Although ten contextual factors predicted cleaning frequency only four of these were consistent predictors (Fig. 3a, proportion of 1000 simulations significant > 95%; see Supplementary Table 3a). Cleaning frequency consistently increased with the clients’ local abundance and the number of species cleaned but decreased when the clients’ trophic level and the number of species locally available was high (Fig. 3a). The remaining six significant, but ephemeral predictors can hence be considered dynamic predictors of cleaning frequency (Fig. 3a).

It was not possible to identify which of the four consistent contextual factors was the most important consistent predictor of cleaning frequency, since the identity of the most important predictor variable varied across each of the 1000 simulations. The clients’ local abundance, however, was never the most important consistent predictor of cleaning frequency (importance identified using ranked absolute standardised β values, 95% CI of β value across 1000 simulations: client trophic level [0.11, 0.26], number species cleaned [0.14, 0.25], number species locally available [0.10, 0.22] and client local abundance [0.04, 0.15]).
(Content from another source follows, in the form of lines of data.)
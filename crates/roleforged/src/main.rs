//! RoleForge evolution daemon.
//!
//! Every interval the daemon reloads the role registry, proposes a batch of
//! mutated drafts and writes them to the draft store for human review. A
//! failed cycle is logged and retried on the next tick; nothing is retried
//! within a cycle.

use std::num::NonZeroUsize;
use std::path::PathBuf;
use std::sync::Arc;
use std::time::Duration;

use anyhow::{Context, Result};
use clap::Parser;
use rand::rngs::StdRng;
use rand::SeedableRng;
use tracing::{info, warn, Level};

use roleforge_core::{EvolutionSpan, EvolveError, Evolver, ForgeConfig, FsDraftStore, Registry};

#[derive(Parser)]
#[command(name = "roleforged")]
#[command(version = env!("CARGO_PKG_VERSION"))]
#[command(about = "Scheduled RoleForge draft generation", long_about = None)]
struct Args {
    /// Registry source file (overrides ROLEFORGE_REGISTRY)
    #[arg(long)]
    registry: Option<PathBuf>,

    /// Draft store directory (overrides ROLEFORGE_DRAFTS_DIR)
    #[arg(long)]
    drafts_dir: Option<PathBuf>,

    /// Seconds between cycles (overrides ROLEFORGE_INTERVAL_SECS)
    #[arg(long)]
    interval_secs: Option<u64>,

    /// Drafts per cycle (overrides ROLEFORGE_MUTATIONS)
    #[arg(short = 'n', long)]
    mutations: Option<NonZeroUsize>,

    /// RNG seed (overrides ROLEFORGE_SEED)
    #[arg(long)]
    seed: Option<u64>,

    /// Run a single cycle and exit
    #[arg(long)]
    once: bool,

    /// Emit JSON-formatted log lines
    #[arg(long)]
    json_logs: bool,

    /// Enable verbose output
    #[arg(short, long)]
    verbose: bool,
}

impl Args {
    fn into_config(self, mut config: ForgeConfig) -> Result<ForgeConfig> {
        if let Some(p) = self.registry {
            config.registry_path = p;
        }
        if let Some(d) = self.drafts_dir {
            config.drafts_dir = d;
        }
        if let Some(i) = self.interval_secs {
            config.evolve_interval_secs = i;
        }
        if let Some(n) = self.mutations {
            config.mutations_per_cycle = n.get();
        }
        if self.seed.is_some() {
            config.seed = self.seed;
        }
        config.validate()?;
        Ok(config)
    }
}

/// One evolution cycle against a freshly loaded registry snapshot.
fn run_cycle(
    config: &ForgeConfig,
    evolver: &Evolver,
    rng: &mut StdRng,
    cycle: u64,
) -> Result<usize> {
    let _span = EvolutionSpan::enter(&format!("cycle-{cycle}"));

    let registry = Registry::load(&config.registry_path).with_context(|| {
        format!(
            "Failed to load role registry {}",
            config.registry_path.display()
        )
    })?;
    let count =
        NonZeroUsize::new(config.mutations_per_cycle).context("mutations per cycle must be positive")?;

    let drafts = match evolver.propose_mutations(&registry, count, rng) {
        Ok(drafts) => drafts,
        Err(err) => {
            let written = written_ids(&err);
            return Err(err)
                .with_context(|| format!("Drafts persisted before the failure: [{written}]"));
        }
    };
    info!(
        event = "evolve.cycle_completed",
        drafts = drafts.len(),
        registry_digest = %registry.digest(),
    );
    Ok(drafts.len())
}

fn written_ids(err: &EvolveError) -> String {
    err.written()
        .iter()
        .map(|id| id.to_string())
        .collect::<Vec<_>>()
        .join(", ")
}

/// Log a failed cycle, listing drafts that were persisted before it failed.
fn log_cycle_failure(cycle: u64, e: &anyhow::Error) {
    let written = e
        .downcast_ref::<EvolveError>()
        .map(written_ids)
        .unwrap_or_default();
    warn!(
        event = "evolve.cycle_failed",
        cycle = cycle,
        written = %written,
        error = %format!("{e:#}"),
    );
}

#[tokio::main]
async fn main() -> Result<()> {
    let args = Args::parse();
    let level = if args.verbose {
        Level::DEBUG
    } else {
        Level::INFO
    };
    roleforge_core::init_tracing(args.json_logs, level);

    let once = args.once;
    let config = args.into_config(ForgeConfig::from_env()?)?;

    let store = FsDraftStore::new(&config.drafts_dir).with_context(|| {
        format!("Failed to open draft store {}", config.drafts_dir.display())
    })?;
    let evolver = Evolver::new(Arc::new(store));
    let mut rng = match config.seed {
        Some(seed) => StdRng::seed_from_u64(seed),
        None => StdRng::from_entropy(),
    };

    info!(
        registry = %config.registry_path.display(),
        drafts_dir = %config.drafts_dir.display(),
        interval_secs = config.evolve_interval_secs,
        "roleforged started"
    );

    if once {
        run_cycle(&config, &evolver, &mut rng, 1)?;
        return Ok(());
    }

    let mut ticker = tokio::time::interval(Duration::from_secs(config.evolve_interval_secs));
    let mut cycle: u64 = 0;
    loop {
        tokio::select! {
            _ = ticker.tick() => {
                cycle += 1;
                if let Err(e) = run_cycle(&config, &evolver, &mut rng, cycle) {
                    log_cycle_failure(cycle, &e);
                }
            }
            _ = tokio::signal::ctrl_c() => {
                info!(cycles = cycle, "roleforged shutting down");
                break;
            }
        }
    }
    Ok(())
}

#[cfg(test)]
mod tests {
    use super::*;
    use roleforge_core::drafts::DraftStoreResult;
    use roleforge_core::{Draft, DraftStore, DraftStoreError, MemoryDraftStore};
    use std::sync::atomic::{AtomicUsize, Ordering};
    use uuid::Uuid;

    /// Accepts `accept` drafts, then every write fails.
    struct FullDiskStore {
        inner: MemoryDraftStore,
        accept: usize,
        puts: AtomicUsize,
    }

    impl DraftStore for FullDiskStore {
        fn put(&self, draft: &Draft) -> DraftStoreResult<()> {
            if self.puts.fetch_add(1, Ordering::SeqCst) >= self.accept {
                return Err(DraftStoreError::Io(std::io::Error::other("disk full")));
            }
            self.inner.put(draft)
        }

        fn get(&self, id: Uuid) -> DraftStoreResult<Draft> {
            self.inner.get(id)
        }

        fn list(&self) -> DraftStoreResult<Vec<Draft>> {
            self.inner.list()
        }
    }

    const ROLES: &str = "roles:\n  coder:\n    purpose: Implements the plan\n    scoring_profile:\n      priority: 7\n";

    fn config_in(dir: &std::path::Path) -> ForgeConfig {
        ForgeConfig {
            registry_path: dir.join("roles.yaml"),
            drafts_dir: dir.join("drafts"),
            mutations_per_cycle: 4,
            ..ForgeConfig::default()
        }
    }

    #[test]
    fn cycle_writes_configured_number_of_drafts() {
        let dir = tempfile::tempdir().unwrap();
        let config = config_in(dir.path());
        std::fs::write(&config.registry_path, ROLES).unwrap();

        let store = Arc::new(FsDraftStore::new(&config.drafts_dir).unwrap());
        let evolver = Evolver::new(store.clone());
        let mut rng = StdRng::seed_from_u64(5);

        assert_eq!(run_cycle(&config, &evolver, &mut rng, 1).unwrap(), 4);
        assert_eq!(run_cycle(&config, &evolver, &mut rng, 2).unwrap(), 4);
        assert_eq!(store.list().unwrap().len(), 8);
    }

    #[test]
    fn cycle_with_missing_registry_fails_without_drafts() {
        let dir = tempfile::tempdir().unwrap();
        let config = config_in(dir.path());
        let store = Arc::new(FsDraftStore::new(&config.drafts_dir).unwrap());
        let evolver = Evolver::new(store.clone());
        let mut rng = StdRng::seed_from_u64(5);

        let err = run_cycle(&config, &evolver, &mut rng, 1).unwrap_err();
        assert!(format!("{err:#}").contains("registry source not found"));
        assert!(store.list().unwrap().is_empty());
    }

    #[test]
    fn partially_failed_cycle_names_persisted_drafts() {
        let dir = tempfile::tempdir().unwrap();
        let config = config_in(dir.path());
        std::fs::write(&config.registry_path, ROLES).unwrap();
        let store = Arc::new(FullDiskStore {
            inner: MemoryDraftStore::new(),
            accept: 2,
            puts: AtomicUsize::new(0),
        });
        let evolver = Evolver::new(store.clone());
        let mut rng = StdRng::seed_from_u64(5);

        let err = run_cycle(&config, &evolver, &mut rng, 1).unwrap_err();
        let persisted = store.inner.list().unwrap();
        assert_eq!(persisted.len(), 2);

        let evolve_err = err.downcast_ref::<EvolveError>().unwrap();
        assert_eq!(evolve_err.written().len(), 2);
        let message = format!("{err:#}");
        for d in &persisted {
            assert!(evolve_err.written().contains(&d.id));
            assert!(message.contains(&d.id.to_string()), "{message}");
        }
        log_cycle_failure(1, &err);
    }

    #[test]
    fn args_override_config() {
        let args = Args::try_parse_from(["roleforged", "--interval-secs", "60", "-n", "2", "--once"])
            .unwrap();
        assert!(args.once);
        let config = args.into_config(ForgeConfig::default()).unwrap();
        assert_eq!(config.evolve_interval_secs, 60);
        assert_eq!(config.mutations_per_cycle, 2);
    }

    #[test]
    fn zero_interval_is_rejected() {
        let args = Args::try_parse_from(["roleforged", "--interval-secs", "0"]).unwrap();
        assert!(args.into_config(ForgeConfig::default()).is_err());
    }
}
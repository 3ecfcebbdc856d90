//! Opinion arbitration.
//!
//! Reduces a set of [`Opinion`]s to exactly one [`Decision`] using two tiers
//! before giving up:
//!
//! 1. **Fast accept**: the single most confident opinion meets the threshold.
//! 2. **Weighted vote**: confidences summed per role; the heaviest role meets
//!    the threshold.
//! 3. **Escalate**: neither tier is satisfied; the full weight table is
//!    handed to a human. A low-confidence consensus is never committed.

use std::cmp::Ordering;
use std::collections::BTreeMap;

use serde::{Deserialize, Serialize};

/// Threshold used when callers do not supply one.
pub const DEFAULT_THRESHOLD: f64 = 0.7;

/// Errors produced by [`Negotiator::arbitrate`].
#[derive(Debug, Clone, PartialEq, thiserror::Error)]
pub enum ArbitrationError {
    #[error("cannot arbitrate an empty opinion set")]
    EmptyOpinions,

    #[error("opinion from {actor} has confidence {value}, expected a value in [0, 1]")]
    InvalidConfidence { actor: String, value: f64 },

    #[error("threshold {0} is outside (0, 1]")]
    InvalidThreshold(f64),
}

pub type ArbitrationResult<T> = std::result::Result<T, ArbitrationError>;

/// One scorer's claim that `role` fits the task with `confidence`.
#[derive(Debug, Clone, PartialEq, Serialize, Deserialize)]
pub struct Opinion {
    pub role: String,
    pub confidence: f64,
    pub actor: String,
}

impl Opinion {
    /// Construct a validated opinion.
    pub fn new(
        role: impl Into<String>,
        confidence: f64,
        actor: impl Into<String>,
    ) -> ArbitrationResult<Self> {
        let op = Self {
            role: role.into(),
            confidence,
            actor: actor.into(),
        };
        op.validate()?;
        Ok(op)
    }

    /// Opinions can arrive deserialized from other agents, so the range is
    /// rechecked before arbitration.
    pub fn validate(&self) -> ArbitrationResult<()> {
        if !(0.0..=1.0).contains(&self.confidence) {
            return Err(ArbitrationError::InvalidConfidence {
                actor: self.actor.clone(),
                value: self.confidence,
            });
        }
        Ok(())
    }
}

/// Outcome of a single arbitration call.
#[derive(Debug, Clone, PartialEq, Serialize, Deserialize)]
#[serde(tag = "outcome", rename_all = "snake_case")]
pub enum Decision {
    Accept { role: String, confidence: f64 },
    Voted { role: String, weight: f64 },
    Escalate { votes: BTreeMap<String, f64> },
}

impl Decision {
    /// The chosen role, or `None` when escalated.
    pub fn role(&self) -> Option<&str> {
        match self {
            Decision::Accept { role, .. } | Decision::Voted { role, .. } => Some(role),
            Decision::Escalate { .. } => None,
        }
    }

    pub fn is_escalation(&self) -> bool {
        matches!(self, Decision::Escalate { .. })
    }

    pub fn outcome(&self) -> &'static str {
        match self {
            Decision::Accept { .. } => "accept",
            Decision::Voted { .. } => "voted",
            Decision::Escalate { .. } => "escalate",
        }
    }
}

/// Arbiter configured with an acceptance threshold.
#[derive(Debug, Clone, Copy, PartialEq)]
pub struct Negotiator {
    threshold: f64,
}

impl Default for Negotiator {
    fn default() -> Self {
        Self {
            threshold: DEFAULT_THRESHOLD,
        }
    }
}

impl Negotiator {
    /// Create an arbiter; `threshold` must lie in `(0, 1]`.
    pub fn new(threshold: f64) -> ArbitrationResult<Self> {
        if !(threshold > 0.0 && threshold <= 1.0) {
            return Err(ArbitrationError::InvalidThreshold(threshold));
        }
        Ok(Self { threshold })
    }

    pub fn threshold(&self) -> f64 {
        self.threshold
    }

    /// Decide on a single outcome for `opinions`.
    ///
    /// # Errors
    ///
    /// Returns [`ArbitrationError::EmptyOpinions`] for an empty slice and
    /// [`ArbitrationError::InvalidConfidence`] for any opinion outside `[0, 1]`.
    pub fn arbitrate(&self, opinions: &[Opinion]) -> ArbitrationResult<Decision> {
        if opinions.is_empty() {
            return Err(ArbitrationError::EmptyOpinions);
        }
        for op in opinions {
            op.validate()?;
        }

        let mut ranked: Vec<&Opinion> = opinions.iter().collect();
        ranked.sort_by(|a, b| {
            b.confidence
                .partial_cmp(&a.confidence)
                .unwrap_or(Ordering::Equal)
                .then_with(|| a.actor.cmp(&b.actor))
        });

        let top = ranked[0];
        if top.confidence >= self.threshold {
            let decision = Decision::Accept {
                role: top.role.clone(),
                confidence: top.confidence,
            };
            crate::obs::emit_decision(&decision, opinions.len());
            return Ok(decision);
        }

        let mut votes: BTreeMap<String, f64> = BTreeMap::new();
        for op in &ranked {
            *votes.entry(op.role.clone()).or_insert(0.0) += op.confidence;
        }

        // Ascending name iteration plus strict `>` keeps the first name on ties.
        let mut winner: Option<(&String, f64)> = None;
        for (role, &weight) in &votes {
            if winner.map_or(true, |(_, best)| weight > best) {
                winner = Some((role, weight));
            }
        }

        let decision = match winner {
            Some((role, weight)) if weight >= self.threshold => Decision::Voted {
                role: role.clone(),
                weight,
            },
            _ => Decision::Escalate { votes },
        };
        crate::obs::emit_decision(&decision, opinions.len());
        Ok(decision)
    }
}

/// Arbitrate with [`DEFAULT_THRESHOLD`].
pub fn arbitrate(opinions: &[Opinion]) -> ArbitrationResult<Decision> {
    Negotiator::default().arbitrate(opinions)
}

#[cfg(test)]
mod tests {
    use super::*;

    fn op(role: &str, confidence: f64, actor: &str) -> Opinion {
        Opinion::new(role, confidence, actor).unwrap()
    }

    #[test]
    fn test_empty_opinions_fail() {
        assert_eq!(arbitrate(&[]), Err(ArbitrationError::EmptyOpinions));
    }

    #[test]
    fn test_single_strong_opinion_is_accepted() {
        let decision = arbitrate(&[op("A", 0.9, "x")]).unwrap();
        assert_eq!(
            decision,
            Decision::Accept {
                role: "A".to_string(),
                confidence: 0.9
            }
        );
    }

    #[test]
    fn test_threshold_is_inclusive_for_accept() {
        let decision = arbitrate(&[op("A", 0.7, "x")]).unwrap();
        assert_eq!(decision.outcome(), "accept");
    }

    #[test]
    fn test_weighted_vote_wins_when_aggregate_meets_threshold() {
        let decision = arbitrate(&[
            op("A", 0.4, "x"),
            op("A", 0.35, "y"),
            op("B", 0.3, "z"),
        ])
        .unwrap();
        match decision {
            Decision::Voted { role, weight } => {
                assert_eq!(role, "A");
                assert!((weight - 0.75).abs() < 1e-9);
            }
            other => panic!("expected Voted, got {other:?}"),
        }
    }

    #[test]
    fn test_low_confidence_escalates_with_full_table() {
        let decision = arbitrate(&[op("A", 0.2, "x"), op("B", 0.25, "y")]).unwrap();
        match decision {
            Decision::Escalate { votes } => {
                assert_eq!(votes.len(), 2);
                assert!((votes["A"] - 0.2).abs() < 1e-12);
                assert!((votes["B"] - 0.25).abs() < 1e-12);
            }
            other => panic!("expected Escalate, got {other:?}"),
        }
    }

    #[test]
    fn test_vote_tie_breaks_by_role_name() {
        let negotiator = Negotiator::new(0.5).unwrap();
        let decision = negotiator
            .arbitrate(&[
                op("beta", 0.3, "a"),
                op("alpha", 0.3, "b"),
                op("beta", 0.3, "c"),
                op("alpha", 0.3, "d"),
            ])
            .unwrap();
        assert_eq!(decision.role(), Some("alpha"));
    }

    #[test]
    fn test_accept_tie_breaks_by_actor() {
        let decision = arbitrate(&[op("B", 0.8, "zed"), op("A", 0.8, "amy")]).unwrap();
        assert_eq!(decision.role(), Some("A"));
    }

    #[test]
    fn test_out_of_range_confidence_is_rejected() {
        assert!(matches!(
            Opinion::new("A", 1.2, "x"),
            Err(ArbitrationError::InvalidConfidence { .. })
        ));
        let sneaky = Opinion {
            role: "A".to_string(),
            confidence: f64::NAN,
            actor: "x".to_string(),
        };
        assert!(matches!(
            arbitrate(&[sneaky]),
            Err(ArbitrationError::InvalidConfidence { .. })
        ));
    }

    #[test]
    fn test_invalid_thresholds_are_rejected() {
        assert!(Negotiator::new(0.0).is_err());
        assert!(Negotiator::new(1.01).is_err());
        assert!(Negotiator::new(f64::NAN).is_err());
        assert!(Negotiator::new(1.0).is_ok());
    }

    #[test]
    fn test_decision_serializes_with_outcome_tag() {
        let json = serde_json::to_value(Decision::Voted {
            role: "A".to_string(),
            weight: 0.75,
        })
        .unwrap();
        assert_eq!(json["outcome"], "voted");
        assert_eq!(json["role"], "A");
    }
}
Only four of the 12 factors predicted cleaning duration (Fig. 2, GLMM adjR2 = 24.3%). Client wider abundance was the most important predictor, with decreased durations when abundances were high (Fig. 3b, R2 change = 5.1%): rarer clients were hence cleaned for longer. None of these factors, however, were consistent predictors of duration (Fig. 3b, proportion of 1000 simulations significant all p > 0.2). This result was also reflected within years, since factors only predicted cleaning duration in a maximum of 3 of the 8 years (Fig. 3b, Supplementary Table 3b). After accounting for the role of factors in predicting cleaner behaviour across years, cleaning stations still differed from one another in their cleaning durations (LRT, χ21 = 15.67, p < 0.001).

Contextual factors predicting client behaviour

The frequency of client posing was predicted by 10 factors, relating to partner abundance, partner identity and the presence of third-party species (Fig. 2, GLMM adjR2 = 33.1%). Posing durations were only predicted by two factors relating to partner identity (Fig. 2, GLMM adjR2 = 28.7%).

Contrasting cleaning, factors relating to the clients’ identity were the most important predictors of their posing frequencies and durations (Fig. 2, pose frequency: mean R2 proportion change per factor group, partner identity = 6.8%, partner abundance = 1.6%, third party species = 6.2%, posing duration: partner identity = 19.4%). The clients’ functional group was the most important predictor of both posing frequencies and durations across years (posing frequency: R2 change = 13.2%, posing duration: R2 change = 5.7%): solitary free-ranging clients posed more frequently and for longer than the other three types (Fig. 2). After accounting for the role of factors in predicting client behaviour across years, cleaning stations still differed from one another in their posing frequencies (LRT, χ21 = 18.52, p < 0.001).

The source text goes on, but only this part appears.